— Data to process —
_ _ _ _

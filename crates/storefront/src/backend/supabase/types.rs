//! Wire types for the Supabase auth and REST endpoints.

use chrono::{DateTime, Duration, Utc};
use secrecy::SecretString;
use serde::{Deserialize, Serialize};

use ddh_masale_core::{Email, UserId};

use crate::backend::{AuthSession, BackendError, RemoteUser};

// =============================================================================
// Requests
// =============================================================================

#[derive(Debug, Serialize)]
pub(super) struct PasswordCredentials<'a> {
    pub email: &'a str,
    pub password: &'a str,
}

#[derive(Debug, Serialize)]
pub(super) struct RefreshTokenGrant<'a> {
    pub refresh_token: &'a str,
}

// =============================================================================
// Responses
// =============================================================================

/// Session payload from `/token` and auto-confirmed `/signup`.
#[derive(Debug, Deserialize)]
pub(super) struct TokenResponse {
    pub access_token: String,
    pub refresh_token: String,
    #[serde(default)]
    pub expires_in: Option<i64>,
    #[serde(default)]
    pub expires_at: Option<i64>,
    pub user: UserResponse,
}

/// Account payload from `/user` and unconfirmed `/signup`.
#[derive(Debug, Deserialize)]
pub(super) struct UserResponse {
    pub id: String,
    #[serde(default)]
    pub email: Option<String>,
    #[serde(default)]
    pub app_metadata: AppMetadata,
}

#[derive(Debug, Default, Deserialize)]
pub(super) struct AppMetadata {
    #[serde(default)]
    pub role: Option<String>,
}

/// Error body shapes returned by PostgREST and GoTrue.
///
/// PostgREST sends `{code, message, details, hint}` with a string code. GoTrue
/// sends either `{code, error_code, msg}` with a numeric code or the older
/// `{error, error_description}`.
#[derive(Debug, Default, Deserialize)]
pub(super) struct ErrorBody {
    #[serde(default)]
    pub code: Option<serde_json::Value>,
    #[serde(default)]
    pub error_code: Option<String>,
    #[serde(default)]
    pub error: Option<String>,
    #[serde(default, alias = "msg", alias = "error_description")]
    pub message: Option<String>,
}

impl ErrorBody {
    /// The most specific machine-readable code present.
    pub fn code(&self) -> Option<String> {
        self.error_code
            .clone()
            .or_else(|| {
                self.code
                    .as_ref()
                    .and_then(serde_json::Value::as_str)
                    .map(str::to_owned)
            })
            .or_else(|| self.error.clone())
    }
}

// =============================================================================
// Conversions
// =============================================================================

impl TryFrom<UserResponse> for RemoteUser {
    type Error = BackendError;

    fn try_from(user: UserResponse) -> Result<Self, Self::Error> {
        let email = user
            .email
            .as_deref()
            .ok_or_else(|| BackendError::Malformed(format!("account {} has no email", user.id)))?;
        let email = Email::parse(email)
            .map_err(|e| BackendError::Malformed(format!("account {}: {e}", user.id)))?;

        Ok(Self {
            id: UserId::new(user.id),
            email,
            role: user.app_metadata.role,
        })
    }
}

impl TryFrom<TokenResponse> for AuthSession {
    type Error = BackendError;

    fn try_from(token: TokenResponse) -> Result<Self, Self::Error> {
        let expires_at = token
            .expires_at
            .and_then(|secs| DateTime::<Utc>::from_timestamp(secs, 0))
            .or_else(|| {
                token
                    .expires_in
                    .map(|secs| Utc::now() + Duration::seconds(secs))
            });

        Ok(Self {
            access_token: SecretString::from(token.access_token),
            refresh_token: SecretString::from(token.refresh_token),
            expires_at,
            user: RemoteUser::try_from(token.user)?,
        })
    }
}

_ _ _ _

— Directions —
State the number of lines in the listing above that include "format", and add nothing else.

— Result of the task —
2